━━━ Study material ━━━

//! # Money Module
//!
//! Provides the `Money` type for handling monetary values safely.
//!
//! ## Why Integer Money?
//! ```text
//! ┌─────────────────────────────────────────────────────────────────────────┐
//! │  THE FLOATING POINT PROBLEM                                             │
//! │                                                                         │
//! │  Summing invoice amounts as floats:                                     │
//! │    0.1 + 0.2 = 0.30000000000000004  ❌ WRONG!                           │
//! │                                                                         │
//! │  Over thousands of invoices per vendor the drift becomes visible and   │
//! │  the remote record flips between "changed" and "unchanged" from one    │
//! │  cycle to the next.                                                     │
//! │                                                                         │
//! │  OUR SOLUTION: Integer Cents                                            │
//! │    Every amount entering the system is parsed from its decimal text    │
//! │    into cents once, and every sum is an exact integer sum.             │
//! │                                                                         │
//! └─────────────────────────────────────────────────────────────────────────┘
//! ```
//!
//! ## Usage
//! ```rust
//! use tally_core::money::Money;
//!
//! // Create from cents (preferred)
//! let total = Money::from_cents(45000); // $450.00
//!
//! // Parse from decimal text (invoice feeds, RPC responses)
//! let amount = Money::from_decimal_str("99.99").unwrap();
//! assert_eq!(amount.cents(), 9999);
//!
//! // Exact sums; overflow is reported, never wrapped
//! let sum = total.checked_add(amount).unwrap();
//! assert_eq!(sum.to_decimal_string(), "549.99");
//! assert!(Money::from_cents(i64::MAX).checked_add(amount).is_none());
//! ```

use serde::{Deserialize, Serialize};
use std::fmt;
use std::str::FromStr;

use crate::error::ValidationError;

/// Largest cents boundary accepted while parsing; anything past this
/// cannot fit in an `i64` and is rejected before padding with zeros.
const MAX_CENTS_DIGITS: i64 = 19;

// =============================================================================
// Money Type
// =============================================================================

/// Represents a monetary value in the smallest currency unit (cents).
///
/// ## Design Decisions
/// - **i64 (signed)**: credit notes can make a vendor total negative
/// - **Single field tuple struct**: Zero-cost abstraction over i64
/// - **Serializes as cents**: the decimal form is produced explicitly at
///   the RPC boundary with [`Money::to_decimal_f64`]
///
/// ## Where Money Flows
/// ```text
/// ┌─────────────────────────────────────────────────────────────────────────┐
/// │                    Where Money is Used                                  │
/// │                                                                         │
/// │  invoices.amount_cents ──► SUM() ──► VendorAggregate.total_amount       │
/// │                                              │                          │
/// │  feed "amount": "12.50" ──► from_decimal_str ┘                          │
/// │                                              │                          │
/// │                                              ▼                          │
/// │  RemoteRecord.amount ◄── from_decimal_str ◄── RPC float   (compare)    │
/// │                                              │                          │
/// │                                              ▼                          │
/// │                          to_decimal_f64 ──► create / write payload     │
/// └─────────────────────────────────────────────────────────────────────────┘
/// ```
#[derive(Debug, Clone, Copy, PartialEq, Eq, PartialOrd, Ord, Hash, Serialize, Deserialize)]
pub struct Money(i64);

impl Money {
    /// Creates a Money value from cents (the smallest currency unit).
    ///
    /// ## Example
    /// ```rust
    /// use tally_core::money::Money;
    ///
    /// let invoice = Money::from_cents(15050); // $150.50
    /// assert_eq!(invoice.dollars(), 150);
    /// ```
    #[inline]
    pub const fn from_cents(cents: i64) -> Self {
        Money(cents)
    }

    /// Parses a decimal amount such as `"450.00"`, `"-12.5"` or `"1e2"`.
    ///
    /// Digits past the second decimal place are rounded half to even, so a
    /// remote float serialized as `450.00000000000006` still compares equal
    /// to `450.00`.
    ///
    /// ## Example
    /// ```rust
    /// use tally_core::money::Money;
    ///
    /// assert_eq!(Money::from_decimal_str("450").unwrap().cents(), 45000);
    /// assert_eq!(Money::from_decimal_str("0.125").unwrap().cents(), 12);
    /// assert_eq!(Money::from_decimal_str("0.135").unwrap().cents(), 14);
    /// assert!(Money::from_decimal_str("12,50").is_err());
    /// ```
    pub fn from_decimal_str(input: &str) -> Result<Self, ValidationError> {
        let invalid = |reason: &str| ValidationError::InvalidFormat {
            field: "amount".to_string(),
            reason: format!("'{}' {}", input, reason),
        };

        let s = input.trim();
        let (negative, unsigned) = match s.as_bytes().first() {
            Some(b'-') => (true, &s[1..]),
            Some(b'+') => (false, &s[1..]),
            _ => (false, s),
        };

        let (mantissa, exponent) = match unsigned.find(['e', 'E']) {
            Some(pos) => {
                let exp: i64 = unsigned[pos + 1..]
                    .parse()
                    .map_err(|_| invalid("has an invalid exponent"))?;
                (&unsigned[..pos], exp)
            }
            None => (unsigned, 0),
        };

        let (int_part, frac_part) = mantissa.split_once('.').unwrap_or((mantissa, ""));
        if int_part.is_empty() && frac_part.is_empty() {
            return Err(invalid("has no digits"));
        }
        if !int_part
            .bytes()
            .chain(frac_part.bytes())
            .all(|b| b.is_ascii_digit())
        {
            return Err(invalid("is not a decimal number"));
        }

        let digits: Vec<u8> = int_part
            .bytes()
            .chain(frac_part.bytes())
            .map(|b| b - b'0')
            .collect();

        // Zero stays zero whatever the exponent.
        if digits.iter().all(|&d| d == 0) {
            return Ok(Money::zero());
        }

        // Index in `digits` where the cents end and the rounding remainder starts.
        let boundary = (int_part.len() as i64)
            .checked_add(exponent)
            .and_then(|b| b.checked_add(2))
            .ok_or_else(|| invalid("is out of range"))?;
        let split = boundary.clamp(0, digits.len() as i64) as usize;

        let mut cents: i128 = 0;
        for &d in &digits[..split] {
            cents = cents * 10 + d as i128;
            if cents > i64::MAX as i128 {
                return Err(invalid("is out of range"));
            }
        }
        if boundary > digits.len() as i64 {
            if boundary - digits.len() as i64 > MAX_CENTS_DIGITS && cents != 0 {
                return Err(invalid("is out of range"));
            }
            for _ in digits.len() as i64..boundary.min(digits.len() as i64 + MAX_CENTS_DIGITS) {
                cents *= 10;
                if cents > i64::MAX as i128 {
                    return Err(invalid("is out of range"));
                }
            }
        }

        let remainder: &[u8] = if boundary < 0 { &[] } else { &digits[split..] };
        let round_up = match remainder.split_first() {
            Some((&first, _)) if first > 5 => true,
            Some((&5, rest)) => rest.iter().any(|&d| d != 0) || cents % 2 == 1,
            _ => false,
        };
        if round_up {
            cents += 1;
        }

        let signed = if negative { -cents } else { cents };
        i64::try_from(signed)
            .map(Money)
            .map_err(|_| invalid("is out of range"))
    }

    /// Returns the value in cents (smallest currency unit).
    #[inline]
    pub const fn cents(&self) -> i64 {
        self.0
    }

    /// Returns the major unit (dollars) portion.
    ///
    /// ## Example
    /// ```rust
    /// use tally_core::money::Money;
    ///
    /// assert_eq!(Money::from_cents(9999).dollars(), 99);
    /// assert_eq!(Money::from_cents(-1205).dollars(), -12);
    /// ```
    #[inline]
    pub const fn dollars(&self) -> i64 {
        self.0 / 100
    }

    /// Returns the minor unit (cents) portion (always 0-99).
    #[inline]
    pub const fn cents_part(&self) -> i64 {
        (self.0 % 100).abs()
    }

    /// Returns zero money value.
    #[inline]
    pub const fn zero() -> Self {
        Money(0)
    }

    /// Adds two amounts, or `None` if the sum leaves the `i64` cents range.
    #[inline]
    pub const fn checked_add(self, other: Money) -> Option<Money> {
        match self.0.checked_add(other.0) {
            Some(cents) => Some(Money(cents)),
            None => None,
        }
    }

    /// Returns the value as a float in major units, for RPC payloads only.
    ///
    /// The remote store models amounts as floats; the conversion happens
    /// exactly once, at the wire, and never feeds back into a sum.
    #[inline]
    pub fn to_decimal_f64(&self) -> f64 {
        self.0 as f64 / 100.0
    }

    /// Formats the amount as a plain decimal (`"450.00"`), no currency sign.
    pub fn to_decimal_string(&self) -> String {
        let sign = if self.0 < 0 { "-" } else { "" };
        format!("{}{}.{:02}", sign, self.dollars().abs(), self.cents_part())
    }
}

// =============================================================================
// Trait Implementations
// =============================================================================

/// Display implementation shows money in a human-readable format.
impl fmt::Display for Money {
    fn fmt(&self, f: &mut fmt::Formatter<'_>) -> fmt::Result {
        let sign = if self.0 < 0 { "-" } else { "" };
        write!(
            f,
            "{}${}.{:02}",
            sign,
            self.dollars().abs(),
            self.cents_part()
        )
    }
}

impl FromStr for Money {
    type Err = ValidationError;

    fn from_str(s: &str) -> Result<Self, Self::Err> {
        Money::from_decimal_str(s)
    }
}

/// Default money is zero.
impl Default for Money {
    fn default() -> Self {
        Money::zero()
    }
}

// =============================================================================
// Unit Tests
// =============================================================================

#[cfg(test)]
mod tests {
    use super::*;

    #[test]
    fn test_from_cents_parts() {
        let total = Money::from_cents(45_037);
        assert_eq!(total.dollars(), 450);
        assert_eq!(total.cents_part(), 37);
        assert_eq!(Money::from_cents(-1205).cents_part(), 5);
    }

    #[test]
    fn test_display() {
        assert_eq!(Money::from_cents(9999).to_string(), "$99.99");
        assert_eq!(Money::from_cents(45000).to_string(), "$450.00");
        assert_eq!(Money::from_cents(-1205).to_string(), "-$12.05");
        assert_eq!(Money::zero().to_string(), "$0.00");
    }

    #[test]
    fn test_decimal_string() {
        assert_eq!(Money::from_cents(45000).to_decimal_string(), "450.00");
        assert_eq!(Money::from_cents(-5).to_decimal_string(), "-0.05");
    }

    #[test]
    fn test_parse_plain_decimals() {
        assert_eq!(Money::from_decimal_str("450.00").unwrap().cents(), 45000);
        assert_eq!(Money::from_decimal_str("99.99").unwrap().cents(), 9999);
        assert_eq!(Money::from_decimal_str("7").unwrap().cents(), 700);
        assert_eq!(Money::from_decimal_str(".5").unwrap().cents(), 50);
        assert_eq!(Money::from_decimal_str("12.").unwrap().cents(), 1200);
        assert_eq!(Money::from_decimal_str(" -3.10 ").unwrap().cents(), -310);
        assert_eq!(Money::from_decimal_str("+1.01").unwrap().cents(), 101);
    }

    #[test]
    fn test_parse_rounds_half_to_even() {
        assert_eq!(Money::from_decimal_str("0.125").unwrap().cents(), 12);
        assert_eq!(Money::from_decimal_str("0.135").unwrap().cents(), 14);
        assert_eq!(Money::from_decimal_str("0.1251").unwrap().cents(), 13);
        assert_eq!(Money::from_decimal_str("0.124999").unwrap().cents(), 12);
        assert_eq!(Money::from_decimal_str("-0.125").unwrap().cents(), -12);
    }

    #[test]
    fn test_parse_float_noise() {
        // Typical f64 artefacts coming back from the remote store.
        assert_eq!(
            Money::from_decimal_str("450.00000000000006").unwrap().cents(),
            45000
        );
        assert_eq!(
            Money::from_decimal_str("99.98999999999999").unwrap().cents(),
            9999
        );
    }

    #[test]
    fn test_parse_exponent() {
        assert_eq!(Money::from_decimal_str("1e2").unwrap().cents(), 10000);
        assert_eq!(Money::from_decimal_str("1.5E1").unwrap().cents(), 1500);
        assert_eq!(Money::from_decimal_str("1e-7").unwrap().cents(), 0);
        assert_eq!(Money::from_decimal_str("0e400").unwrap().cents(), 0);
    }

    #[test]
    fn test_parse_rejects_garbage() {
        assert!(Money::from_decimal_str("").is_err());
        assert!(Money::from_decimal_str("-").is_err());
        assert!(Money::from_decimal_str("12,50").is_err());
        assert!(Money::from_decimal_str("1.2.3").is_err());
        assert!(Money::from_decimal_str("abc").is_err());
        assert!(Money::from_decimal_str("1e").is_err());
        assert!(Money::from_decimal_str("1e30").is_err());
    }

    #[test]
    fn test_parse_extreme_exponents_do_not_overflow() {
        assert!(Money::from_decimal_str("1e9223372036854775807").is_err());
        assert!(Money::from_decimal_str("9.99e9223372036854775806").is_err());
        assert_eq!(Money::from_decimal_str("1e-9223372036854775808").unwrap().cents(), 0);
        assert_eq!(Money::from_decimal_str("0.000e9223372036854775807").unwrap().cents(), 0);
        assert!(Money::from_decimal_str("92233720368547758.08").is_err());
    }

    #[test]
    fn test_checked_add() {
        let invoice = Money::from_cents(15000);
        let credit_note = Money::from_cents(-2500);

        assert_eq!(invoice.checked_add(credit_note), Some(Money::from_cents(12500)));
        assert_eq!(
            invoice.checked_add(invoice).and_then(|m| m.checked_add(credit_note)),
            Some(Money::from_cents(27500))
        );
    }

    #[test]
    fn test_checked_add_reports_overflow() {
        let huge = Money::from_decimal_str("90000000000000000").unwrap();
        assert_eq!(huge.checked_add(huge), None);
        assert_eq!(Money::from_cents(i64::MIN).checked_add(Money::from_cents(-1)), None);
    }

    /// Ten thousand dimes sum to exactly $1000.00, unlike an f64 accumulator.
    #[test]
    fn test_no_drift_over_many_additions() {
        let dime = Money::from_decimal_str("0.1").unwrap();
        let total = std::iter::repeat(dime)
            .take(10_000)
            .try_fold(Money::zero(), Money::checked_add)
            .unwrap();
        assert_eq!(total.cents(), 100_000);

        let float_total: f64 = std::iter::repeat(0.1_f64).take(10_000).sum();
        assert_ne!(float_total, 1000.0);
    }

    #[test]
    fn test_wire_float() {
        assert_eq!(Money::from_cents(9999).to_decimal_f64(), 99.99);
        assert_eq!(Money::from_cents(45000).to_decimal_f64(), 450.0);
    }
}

━━━

State how many lines in the records above contain the word "dollars". Write the number alone.

> Reply
8